United States District Court, N.D. Illinois, Eastern Division
Apr 17, 2002
No. 00 C 4556 (N.D. Ill. Apr. 17, 2002)

Summary

finding that the plaintiff's accountant's approach, though an assumption, was preferable in light of defendants' failure to maintain records

Summary of this case from Trustees of Chicago Plastering Inst. Pen. Fund v. RG

Opinion

No. 00 C 4556.

April 17, 2002


MEMORANDUM OPINION


The court tried this case several months ago and took under advisement the difficult question of what to do about the fact that the defendant retained no records of the time worked by its employees for the periods in question. Edward Kerfin, who was president of the defendant, testified that the time records must hays been thrown away, and this was because the defendant had what it considered sufficient affidavits signed by its employees. The affidavits state that the employees were paid in full; they do not state the number of hours or weeks the employees worked.

The two rounds of post-trial briefs filed by the parties have been very helpful.

In addition, the defendant's witnesses testified that all wages were paid by checks written on the business checking account. Checks were issued each week for work done the previous week. No wages were paid in any other way, and therefore, in defendant's view, the check register and cancelled checks are a satisfactory record of the time worked by its employees.

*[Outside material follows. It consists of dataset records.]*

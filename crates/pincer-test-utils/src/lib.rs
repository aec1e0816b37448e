//! Shared test fixtures and utilities for pincer crates.
//!
//! Provides a recording implementation of the collaborator traits and
//! checks for rigid transforms.

pub mod mocks;
pub mod rigid;

// ---------------------------------------------------------------------------
// Re-exports for convenience
// ---------------------------------------------------------------------------

pub use mocks::{RecordingSink, SinkEvent};
pub use rigid::{is_rigid, rotation_block};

The relevant statute, 29 U.S.C. § 1059 (a)(1) requires the employer to "maintain records with respect to each of his employees sufficient to determine the benefits due or which may become due to such employees." Failure to maintain adequate records shifts to the employer the burden of proving the amount of covered work performed and the contributions owed. Michigan Laborers' Health Care Fund v. Grimaldi Concrete, Inc., 30 F.3d 692, 695-96 (6th Cir. 1994). The parties do not disagree that in this case the burden has shifted to the defendant. What they disagree about is whether the defendant has met its burden.

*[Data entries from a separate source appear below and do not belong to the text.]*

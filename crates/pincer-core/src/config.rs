use serde::{Deserialize, Serialize};

use crate::error::ConfigError;
use crate::types::{JAW_WIDTH_MAX, JAW_WIDTH_MIN};

// ---------------------------------------------------------------------------
// Serde default functions
// ---------------------------------------------------------------------------

const fn default_initial_jaw_width() -> f32 {
    JAW_WIDTH_MAX
}
const fn default_orthogonality_tolerance() -> f32 {
    1e-4
}
const fn default_unit_tolerance() -> f32 {
    1e-4
}
const fn default_degenerate_epsilon() -> f32 {
    1e-6
}

// ---------------------------------------------------------------------------
// PincerConfig
// ---------------------------------------------------------------------------

/// Top-level configuration, usually loaded from a TOML file.
///
/// ```toml
/// [gripper]
/// initial_jaw_width = 40.0
///
/// [placement]
/// policy = "orthogonalize"
/// ```
#[derive(Debug, Clone, PartialEq, Default, Serialize, Deserialize)]
pub struct PincerConfig {
    #[serde(default)]
    pub gripper: GripperConfig,
    #[serde(default)]
    pub placement: PlacementConfig,
}

impl PincerConfig {
    /// Validate every section.
    pub fn validate(&self) -> Result<(), ConfigError> {
        self.gripper.validate()?;
        self.placement.validate()
    }

    /// Parse from a TOML string and validate.
    pub fn from_toml_str(content: &str) -> Result<Self, ConfigError> {
        let config: Self = toml::from_str(content)?;
        config.validate()?;
        Ok(config)
    }

    /// Load from TOML file.
    pub fn from_file(path: impl AsRef<std::path::Path>) -> Result<Self, ConfigError> {
        let content = std::fs::read_to_string(path)?;
        Self::from_toml_str(&content)
    }
}

// ---------------------------------------------------------------------------
// GripperConfig
// ---------------------------------------------------------------------------

/// Per-instance gripper settings.
#[derive(Debug, Clone, PartialEq, Serialize, Deserialize)]
pub struct GripperConfig {
    /// Jaw width applied at construction (default: 85, fully open).
    #[serde(default = "default_initial_jaw_width")]
    pub initial_jaw_width: f32,
}

impl Default for GripperConfig {
    fn default() -> Self {
        Self {
            initial_jaw_width: default_initial_jaw_width(),
        }
    }
}

impl GripperConfig {
    pub fn validate(&self) -> Result<(), ConfigError> {
        let w = self.initial_jaw_width;
        if !w.is_finite() || !(JAW_WIDTH_MIN..=JAW_WIDTH_MAX).contains(&w) {
            return Err(ConfigError::InvalidValue {
                field: "gripper.initial_jaw_width".into(),
                message: format!("{w} must be within [{JAW_WIDTH_MIN}, {JAW_WIDTH_MAX}]"),
            });
        }
        Ok(())
    }
}

// ---------------------------------------------------------------------------
// FramePolicy / PlacementConfig
// ---------------------------------------------------------------------------

/// How the placement composer treats direction vectors that are not
/// an orthonormal pair.
#[derive(Debug, Clone, Copy, PartialEq, Eq, Default, Serialize, Deserialize)]
#[serde(rename_all = "snake_case")]
pub enum FramePolicy {
    /// Reject non-orthogonal or non-unit directions.
    #[default]
    Validate,
    /// Normalise y, then Gram-Schmidt z against y.
    Orthogonalize,
}

/// Tolerances used when composing a placement transform.
#[derive(Debug, Clone, PartialEq, Serialize, Deserialize)]
pub struct PlacementConfig {
    #[serde(default)]
    pub policy: FramePolicy,

    /// Maximum accepted `|y . z|` under [`FramePolicy::Validate`].
    #[serde(default = "default_orthogonality_tolerance")]
    pub orthogonality_tolerance: f32,

    /// Maximum accepted `||v| - 1|` under [`FramePolicy::Validate`].
    #[serde(default = "default_unit_tolerance")]
    pub unit_tolerance: f32,

    /// Sine of the angle between y and z at or below which the frame is
    /// degenerate.
    #[serde(default = "default_degenerate_epsilon")]
    pub degenerate_epsilon: f32,
}

impl Default for PlacementConfig {
    fn default() -> Self {
        Self {
            policy: FramePolicy::default(),
            orthogonality_tolerance: default_orthogonality_tolerance(),
            unit_tolerance: default_unit_tolerance(),
            degenerate_epsilon: default_degenerate_epsilon(),
        }
    }
}

impl PlacementConfig {
    pub fn validate(&self) -> Result<(), ConfigError> {
        for (field, value) in [
            ("placement.orthogonality_tolerance", self.orthogonality_tolerance),
            ("placement.unit_tolerance", self.unit_tolerance),
            ("placement.degenerate_epsilon", self.degenerate_epsilon),
        ] {
            if !value.is_finite() || value < 0.0 {
                return Err(ConfigError::InvalidValue {
                    field: field.into(),
                    message: format!("{value} must be finite and >= 0"),
                });
            }
        }
        Ok(())
    }

    /// Builder-style policy override.
    #[must_use]
    pub const fn with_policy(mut self, policy: FramePolicy) -> Self {
        self.policy = policy;
        self
    }
}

We agree with the plaintiffs that the evidence offered by the defendant is insufficient to show what contributions were owing for which employees during the periods in question. Defendant's witnesses may well be telling the truth when they say that the checkbook reflects every week in which any employee worked in covered employment. This would be true if in fact no work was done that was not paid for with a check and no other form of payment was used. The problem is that the significance of the checkbook depends entirely upon the credibility of the defendant's witnesses. Of itself, the checkbook proves nothing and cannot be regarded as a "sufficient" record of the benefits due. The testimony of defendant's witnesses is an inadequate substitute for the records the statute requires. While there is no evidence that defendant paid employees in cash, or with checks drawn on a different account, or that there are unpaid wages still owing, these possibilities exist. The point of the statute is that the employer should do its best to maintain accurate records that will show all covered work. There is no provision for reliance on oral assurances. Here, the defendant threw away the time records that would ordinarily be the best evidence of the time worked. It is difficult to understand this, especially in light of the fact that the defendant had previously been sued for unpaid contributions. The time periods covered in this case are subsequent to those involved in that earlier suit.

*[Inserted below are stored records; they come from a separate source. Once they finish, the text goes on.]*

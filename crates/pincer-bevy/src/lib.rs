//! Bevy ECS integration for the gripper kinematics.
//!
//! The scene graph is Bevy's entity hierarchy: one entity per link, parented
//! like the link tree, under a holder entity that carries the placement.
//!
//! # Usage
//!
//! 1. Add [`PincerPlugin`] to your app.
//! 2. Spawn a gripper with [`spawn_gripper`].
//! 3. Register it with [`GripperMap::insert`].
//! 4. Drive it with [`GripperMap::set_jaw_width`] and
//!    [`GripperMap::set_placement`]; the next update writes the transforms.

pub mod plugin;
pub mod spawner;

pub use plugin::{
    GripperEntry, GripperMap, PincerPlugin, PlacementComposer, TransformWriter,
    sync_gripper_transforms,
};
pub use spawner::{
    GripperRoot, LinkName, SpawnedGripper, isometry_to_transform, matrix_to_transform,
    spawn_gripper,
};
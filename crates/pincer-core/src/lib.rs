// pincer-core: Errors, configuration, shared types and collaborator traits for pincer.

pub mod config;
pub mod error;
pub mod traits;
pub mod types;

pub mod prelude {
    pub use crate::config::{FramePolicy, GripperConfig, PincerConfig, PlacementConfig};
    pub use crate::error::{
        ArgumentError, ConfigError, HierarchyError, KinematicsError, PincerError,
    };
    pub use crate::traits::{LinkPoseSink, RootPlacementSink};
    pub use crate::types::{GripperId, JAW_WIDTH_MAX, JAW_WIDTH_MIN};
}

Defendant points out that, under the applicable benefit plan, contributions were due for each week worked, regardless of how many hours the employee worked in the week. Therefore, if an employee received a check, that means the employee worked the previous week, and the contribution would be the same regardless of the number of hours worked. In the defendant's view, therefore, the absence of any record showing the number of hours worked is of no consequence. This seems to follow.

The affidavits provided by some of defendant's employees have been accepted by plaintiffs, since the employee "will be bound by his affidavit and will not be able to claim later that he worked additional hours and is entitled to additional pension credits." Plaintiffs' Reply at 3. Plaintiffs point out, however, that "if an employee has not submitted an affidavit, nothing will prevent that individual from claiming credit for work he performed which American Lighting failed to report." Id. We agree with the plaintiffs that they should not be placed in that position and that the defendant must assume responsibility for the uncertainty it has created by its failure to maintain adequate records.

The approach taken by plaintiffs' accountant, Timothy Beelan, was to assume that any employee who worked any day during a period in question worked 40 hours during each week of that period. Plaintiffs cite a number of cases to support this approach, e.g. Michigan Laborers' Health Care, 30 F.3d at 696-97.

In most of the cited cases, the employer's records showed the time worked but failed to indicate whether the work was covered by the plan. The cases approved an assumption that all work shown by the records was covered. In the present case, we have a more extreme situation. The records are insufficient to show what time was worked, covered or not. But we think the same approach is appropriate. Defendant created the problem, and, while there is no perfect solution, we think that Mr. Beelan's assumption is preferable to simply accepting the defendant's testimony that the checkbook amounts to an accurate record. The closest case cited by the parties is Sheet Metal Works International Ass'n., Local No. 33 v. Tate, 65 Ohio Misc.2d 48, 640 N.E.2d 1219 (1993). The employer's time records indicated the number of hours worked by the employees but failed to distinguish between covered and any non-covered work. The court applied the presumption that all recorded hours were in covered employment. As to the two partners who owned the business, however, there were no time records at all. The court held that plaintiff was entitled to recover contributions "for 40 hours weekly" for each of the two partners. 640 N.E.2d at 1226.

We agree with plaintiffs that the most appropriate solution in this case is to hold the defendant liable for contributions based upon the assumption that any employee who worked one day during a period worked 40 hours in every week of the period. In other words, we adopt Mr. Beelan's approach to the problem.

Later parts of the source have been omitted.